● **Stored data**
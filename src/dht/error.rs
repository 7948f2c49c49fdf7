use bytes::Bytes;
use thiserror::Error;

use crate::config::ConfigError;
use crate::constants::DHT_ERROR_PROTOCOL;

#[derive(Debug, Error)]
pub enum DhtError {
    #[error("io error: {0}")]
    Io(#[from] std::io::Error),

    #[error("bencode error: {0}")]
    Bencode(#[from] crate::bencode::BencodeError),

    #[error("invalid message: {0}")]
    InvalidMessage(String),

    #[error("unknown query: {0}")]
    UnknownQuery(String),

    /// A known query with missing or malformed arguments; answered with 203.
    #[error("malformed query: {message}")]
    MalformedQuery {
        transaction_id: Bytes,
        message: String,
    },

    #[error("invalid node id length")]
    InvalidNodeId,

    /// A well-formed message that violates the protocol; sent back as a KRPC error.
    #[error("protocol error {code}: {message}")]
    Protocol { code: i64, message: String },

    #[error("timeout")]
    Timeout,

    #[error("rate limited")]
    RateLimited,

    #[error("dht node is shut down")]
    Shutdown,

    #[error("no node acknowledged the announce")]
    AnnounceFailed,

    #[error("config error: {0}")]
    Config(#[from] ConfigError),
}

impl DhtError {
    pub fn invalid_token() -> Self {
        DhtError::Protocol {
            code: DHT_ERROR_PROTOCOL,
            message: "Invalid token".to_string(),
        }
    }
}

● **WHAT YOU NEED TO DO**
Word for word, transcribe all of the entries shown above.

● **REPLY TO THE TASK**
filename src/dht/error.rs
repository 7948f2c49c49fdf7
use bytes::Bytes;
use thiserror::Error;

use crate::config::ConfigError;
use crate::constants::DHT_ERROR_PROTOCOL;

#[derive(Debug, Error)]
pub enum DhtError {
    #[error("io error: {0}")]
    Io(#[from] std::io::Error),

    #[error("bencode error: {0}")]
    Bencode(#[from] crate::bencode::BencodeError),

    #[error("invalid message: {0}")]
    InvalidMessage(String),

    #[error("unknown query: {0}")]
    UnknownQuery(String),

    /// A known query with missing or malformed arguments; answered with 203.
    #[error("malformed query: {message}")]
    MalformedQuery {
        transaction_id: Bytes,
        message: String,
    },

    #[error("invalid node id length")]
    InvalidNodeId,

    /// A well-formed message that violates the protocol; sent back as a KRPC error.
    #[error("protocol error {code}: {message}")]
    Protocol { code: i64, message: String },

    #[error("timeout")]
    Timeout,

    #[error("rate limited")]
    RateLimited,

    #[error("dht node is shut down")]
    Shutdown,

    #[error("no node acknowledged the announce")]
    AnnounceFailed,

    #[error("config error: {0}")]
    Config(#[from] ConfigError),
}

impl DhtError {
    pub fn invalid_token() -> Self {
        DhtError::Protocol {
            code: DHT_ERROR_PROTOCOL,
            message: "Invalid token".to_string(),
        }
    }
}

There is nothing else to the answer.